The NTSB report included this text: "NEITHER PLT RECITED THE ITEMS OF THE TAXI CKLIST."

I have a problem with a flying club that wouldn't encourage the use of checklists. I'd run far and fast from one that actively discouraged it, as this one seemed to.

I'd have gone back to the ramp, too. Good call.
 
HE was definately out of line. This guy sounds reckless and I would bring it up to the other members of your club. flyer172 was probably right, he didn't want to answer your systems questions because he didn't know and is too lazy to educate himself. I'm not a pilot but as a mech I've seen this type of guy out there occasionally and sadly enough he'll probably end up as a statistic.
 
The only flying club I ever belonged to was a glider club. It had a strong organization with elected officers and volunteer committee chairman including a Safety Officer. The club had a very detailed operations manual to which everyone was required to adhere.

I suggest you research the printed material and, once the ducks are lined up, get in touch with someone in authority. This guy sounds like a cancer in the organization and an accident waiting to happen. An aircraft accident with its resulting legal ramifications will usually spell the end of a club.
 
The Right Thing

You definitely did the right thing, and I would contact the appropriate members of the club to let them know. There are potential liability issues here that might develop from this that the club board or officers might want to be aware of. You might also want to think about finding a different place to rent aircraft.
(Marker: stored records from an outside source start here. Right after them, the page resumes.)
//! Score calculation for a single player.
//!
//! Turns a player's allocation history, reserve and the events that hit them
//! into lifetime factor totals, the three indices, the Final Destiny composite
//! and an archetype. Holds no state between calls.

use crate::archetype::{classify, Archetype, ClassifyInput};
use crate::catalog::EventCatalog;
use crate::factor::{Factor, FactorValues};
use crate::records::{Allocation, EventOccurrence, Provenance, Reserve};
use serde::Serialize;

pub const BALANCE_WEIGHT: f64 = 0.4;
pub const IMPACT_WEIGHT: f64 = 0.3;
pub const EFFICIENCY_WEIGHT: f64 = 0.3;

/// Baseline points credited for each regular round played.
pub const ROUND_BASELINE: i64 = 100;
/// The pre-game reserve round; never counted as a played round.
pub const RESERVE_ROUND: u32 = 1;
/// Last round counted towards early reserve spending (age 40).
pub const SURVIVOR_ROUND_CUTOFF: u32 = 21;

/// Factors averaged into the Impact Index.
pub const IMPACT_FACTORS: [Factor; 3] = [Factor::Culture, Factor::Community, Factor::Environment];

/// Full result of scoring one player.
#[derive(Debug, Clone, PartialEq, Serialize)]
pub struct ScoreReport {
    /// All rounds plus all resolved event modifiers, per factor.
    pub lifetime: FactorValues,
    pub balance_index: f64,
    pub impact_index: f64,
    /// Percentage; not clamped.
    pub efficiency_index: f64,
    pub final_destiny: f64,
    pub rounds_played: u32,
    pub total_baseline_score: i64,
    pub event_score: i64,
    pub total_effective: i64,
    pub total_allocations: i64,
    pub reserves_total: i64,
    pub archetype: Archetype,
}

/// Scores players against a fixed event catalog.
#[derive(Debug, Clone, Copy)]
pub struct ScoreCalculator<'a> {
    catalog: &'a EventCatalog,
}

impl<'a> ScoreCalculator<'a> {
    pub fn new(catalog: &'a EventCatalog) -> Self {
        Self { catalog }
    }

    /// Score one player.
    ///
    /// `events` should already be narrowed to the occurrences that affected
    /// this player. Occurrences whose id is not in the catalog are skipped.
    pub fn calculate(
        &self,
        allocations: &[Allocation],
        reserve: Option<&Reserve>,
        events: &[EventOccurrence],
    ) -> ScoreReport {
        let mut lifetime = FactorValues::new();
        let mut total_allocations = 0i64;
        let mut rounds_played = 0u32;
        let mut early_player_points = 0i64;

        for allocation in allocations {
            let points = allocation.values.sum();
            lifetime.merge(&allocation.values);
            total_allocations += points;

            if allocation.round > RESERVE_ROUND {
                rounds_played += 1;
            }
            if allocation.provenance == Provenance::Player
                && allocation.round <= SURVIVOR_ROUND_CUTOFF
            {
                early_player_points += points;
            }
        }

        let mut event_score = 0i64;
        for occurrence in events {
            let Some(effects) = self.catalog.effects(&occurrence.event_id) else {
                tracing::debug!(
                    event = %occurrence.event_id,
                    round = occurrence.round,
                    "ignoring event missing from catalog"
                );
                continue;
            };
            for effect in effects {
                lifetime.add(effect.factor, effect.modifier);
                event_score += effect.modifier;
            }
        }

        let reserves_total = reserve.map_or(0, |reserve| reserve.total);
        let total_baseline_score = ROUND_BASELINE * i64::from(rounds_played);
        let total_effective = total_baseline_score + event_score;

        let balance_index = balance_index(&lifetime);
        let impact_index = impact_index(&lifetime);
        let efficiency_index = efficiency_index(total_effective, total_allocations, reserves_total);
        let final_destiny = final_destiny(balance_index, impact_index, efficiency_index);

        let archetype = classify(&ClassifyInput {
            final_destiny,
            balance_index,
            impact_index,
            efficiency_index,
            finance_total: lifetime.finance,
            reserve_total: reserve.map(|reserve| reserve.total),
            allocation_count: allocations.len(),
            early_player_points,
        });

        tracing::debug!(
            rounds_played,
            balance_index,
            impact_index,
            efficiency_index,
            final_destiny,
            archetype = %archetype,
            "scored player"
        );

        ScoreReport {
            lifetime,
            balance_index,
            impact_index,
            efficiency_index,
            final_destiny,
            rounds_played,
            total_baseline_score,
            event_score,
            total_effective,
            total_allocations,
            reserves_total,
            archetype,
        }
    }
}

/// Round to two decimals, halves towards positive infinity.
pub fn round2(value: f64) -> f64 {
    (value * 100.0 + 0.5).floor() / 100.0
}

/// `max(0, 100 - population stddev)` over the ten lifetime totals.
pub fn balance_index(lifetime: &FactorValues) -> f64 {
    let count = Factor::ALL.len() as f64;
    let mean = lifetime.sum() as f64 / count;
    let variance = lifetime
        .iter()
        .map(|(_, value)| (value as f64 - mean).powi(2))
        .sum::<f64>()
        / count;
    round2((100.0 - variance.sqrt()).max(0.0))
}

/// Average of the culture, community and environment totals.
pub fn impact_index(lifetime: &FactorValues) -> f64 {
    let total: i64 = IMPACT_FACTORS.iter().map(|factor| lifetime.get(*factor)).sum();
    round2(total as f64 / IMPACT_FACTORS.len() as f64)
}

/// Effective points as a percentage of everything allocated plus the reserve.
/// Zero when there is nothing to divide by.
pub fn efficiency_index(total_effective: i64, total_allocations: i64, reserves_total: i64) -> f64 {
    let denominator = total_allocations + reserves_total;
    if denominator == 0 {
        return 0.0;
    }
    round2(100.0 * total_effective as f64 / denominator as f64)
}

pub fn final_destiny(balance_index: f64, impact_index: f64, efficiency_index: f64) -> f64 {
    round2(
        BALANCE_WEIGHT * balance_index
            + IMPACT_WEIGHT * impact_index
            + EFFICIENCY_WEIGHT * efficiency_index,
    )
}

#[cfg(test)]
mod tests {
    use super::*;
    use crate::catalog::{Effect, EventCategory, EventDefinition};
    use rand::rngs::StdRng;
    use rand::seq::SliceRandom;
    use rand::SeedableRng;

    fn catalog() -> EventCatalog {
        EventCatalog::new(vec![
            EventDefinition {
                id: "BOOST_HEALTH".to_string(),
                category: EventCategory::SelfDevelopment,
                name: "boost".to_string(),
                description: String::new(),
                min_age: 19,
                max_age: 29,
                effects: vec![Effect {
                    factor: Factor::Health,
                    modifier: 10,
                }],
            },
            EventDefinition {
                id: "CRASH".to_string(),
                category: EventCategory::BadEvent,
                name: "crash".to_string(),
                description: String::new(),
                min_age: 40,
                max_age: 59,
                effects: vec![
                    Effect {
                        factor: Factor::Culture,
                        modifier: -30,
                    },
                    Effect {
                        factor: Factor::Finance,
                        modifier: -15,
                    },
                ],
            },
        ])
        .unwrap()
    }

    fn player_round(round: u32, values: FactorValues) -> Allocation {
        Allocation::new("p1", round, values, Provenance::Player)
    }

    #[test]
    fn round2_matches_half_up() {
        assert_eq!(round2(0.125), 0.13);
        assert_eq!(round2(-0.125), -0.12);
        assert_eq!(round2(1.0 / 3.0), 0.33);
        assert_eq!(round2(97.0), 97.0);
    }

    #[test]
    fn empty_input_floor() {
        let catalog = catalog();
        let report = ScoreCalculator::new(&catalog).calculate(&[], None, &[]);
        assert_eq!(report.lifetime, FactorValues::new());
        assert_eq!(report.balance_index, 100.0);
        assert_eq!(report.impact_index, 0.0);
        assert_eq!(report.efficiency_index, 0.0);
        assert_eq!(report.final_destiny, 40.0);
        assert_eq!(report.archetype, Archetype::Balanced);
    }

    #[test]
    fn even_spread_gives_full_balance() {
        assert_eq!(balance_index(&FactorValues::uniform(50)), 100.0);
    }

    #[test]
    fn lopsided_spread_clamps_balance_at_zero() {
        let mut lifetime = FactorValues::new();
        lifetime.finance = 5000;
        assert_eq!(balance_index(&lifetime), 0.0);
    }

    #[test]
    fn impact_can_go_negative() {
        let mut lifetime = FactorValues::new();
        lifetime.culture = -30;
        lifetime.community = 5;
        lifetime.environment = 0;
        assert_eq!(impact_index(&lifetime), -8.33);
    }

    #[test]
    fn efficiency_guard_and_unclamped_range() {
        assert_eq!(efficiency_index(500, 0, 0), 0.0);
        assert_eq!(efficiency_index(-40, 0, 0), 0.0);
        assert_eq!(efficiency_index(300, 100, 0), 300.0);
        assert_eq!(efficiency_index(-50, 100, 0), -50.0);
        assert!(efficiency_index(1, 3, 0).is_finite());
    }

    #[test]
    fn events_feed_lifetime_and_event_score() {
        let catalog = catalog();
        let allocations = vec![player_round(2, FactorValues::uniform(10))];
        let events = vec![EventOccurrence::new(2, "CRASH")];
        let report = ScoreCalculator::new(&catalog).calculate(&allocations, None, &events);

        assert_eq!(report.lifetime.culture, -20);
        assert_eq!(report.lifetime.finance, -5);
        assert_eq!(report.event_score, -45);
        assert_eq!(report.total_effective, 55);
        assert_eq!(report.efficiency_index, 55.0);
    }

    #[test]
    fn unknown_event_changes_nothing() {
        let catalog = catalog();
        let calculator = ScoreCalculator::new(&catalog);
        let allocations = vec![player_round(2, FactorValues::uniform(10))];
        let known = vec![EventOccurrence::new(2, "BOOST_HEALTH")];
        let mut with_unknown = known.clone();
        with_unknown.push(EventOccurrence::new(3, "NOT_IN_CATALOG"));

        assert_eq!(
            calculator.calculate(&allocations, None, &known),
            calculator.calculate(&allocations, None, &with_unknown)
        );
    }

    #[test]
    fn reserve_round_counts_in_totals_but_not_rounds_played() {
        let catalog = catalog();
        let calculator = ScoreCalculator::new(&catalog);
        let reserve = Reserve::new("p1", FactorValues::uniform(100), 1000);
        let regular = vec![player_round(2, FactorValues::uniform(10))];
        let mut with_reserve_round = regular.clone();
        with_reserve_round.push(player_round(1, FactorValues::uniform(100)));

        let without = calculator.calculate(&regular, Some(&reserve), &[]);
        let with = calculator.calculate(&with_reserve_round, Some(&reserve), &[]);

        assert_eq!(without.rounds_played, 1);
        assert_eq!(with.rounds_played, 1);
        assert_eq!(with.total_baseline_score, without.total_baseline_score);
        assert_eq!(with.lifetime.health, 110);
        assert_eq!(without.lifetime.health, 10);
        assert_eq!(with.total_allocations, 1100);
    }

    #[test]
    fn survivor_counts_only_player_rounds_up_to_cutoff() {
        let catalog = catalog();
        let calculator = ScoreCalculator::new(&catalog);
        let reserve = Reserve::new("p1", FactorValues::uniform(100), 1000);

        let player_heavy = vec![player_round(1, FactorValues::uniform(100))];
        assert_eq!(
            calculator
                .calculate(&player_heavy, Some(&reserve), &[])
                .archetype,
            Archetype::Survivor
        );

        let system_heavy = vec![Allocation::new(
            "p1",
            1,
            FactorValues::uniform(100),
            Provenance::System,
        )];
        assert_eq!(
            calculator
                .calculate(&system_heavy, Some(&reserve), &[])
                .archetype,
            Archetype::Balanced
        );

        let late: Vec<_> = (22..31)
            .map(|round| player_round(round, FactorValues::uniform(10)))
            .collect();
        assert_ne!(
            calculator.calculate(&late, Some(&reserve), &[]).archetype,
            Archetype::Survivor
        );
    }

    #[test]
    fn shuffled_inputs_give_identical_reports() {
        let catalog = catalog();
        let calculator = ScoreCalculator::new(&catalog);
        let mut allocations: Vec<_> = (1..=12)
            .map(|round| {
                let mut values = FactorValues::uniform(round as i64);
                values.add(Factor::Career, 3 * round as i64);
                player_round(round, values)
            })
            .collect();
        let mut events = vec![
            EventOccurrence::new(2, "BOOST_HEALTH"),
            EventOccurrence::new(5, "CRASH"),
            EventOccurrence::new(7, "BOOST_HEALTH"),
            EventOccurrence::new(9, "MISSING"),
        ];
        let expected = calculator.calculate(&allocations, None, &events);

        let mut rng = StdRng::seed_from_u64(7);
        for _ in 0..20 {
            allocations.shuffle(&mut rng);
            events.shuffle(&mut rng);
            assert_eq!(calculator.calculate(&allocations, None, &events), expected);
        }
    }
}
If that is the typical pre-flight attitude, think how much more carefully your own preflight activities will have to be to make sure you don't inherit some problem overlooked on the last 20 flights.

One of the advantages of aircraft used by multiple people on any given day are the number of eyes looking at the thing. Maybe thats the only advantage in fact. Does not sound like they are even getting that.
 
The instructor sounds like a moron for the purposes of a check ride I probably would have tolerated him, assuming it was an aircraft that I felt largely comfortable in flying. But in terms of the flying club as a whole his actions would make me question how the other people were flying this plane (i.e. doing things which could damage the aircraft and thereby jeopardize my or my family’s safety) and what type of maintenance practices they had in place for it.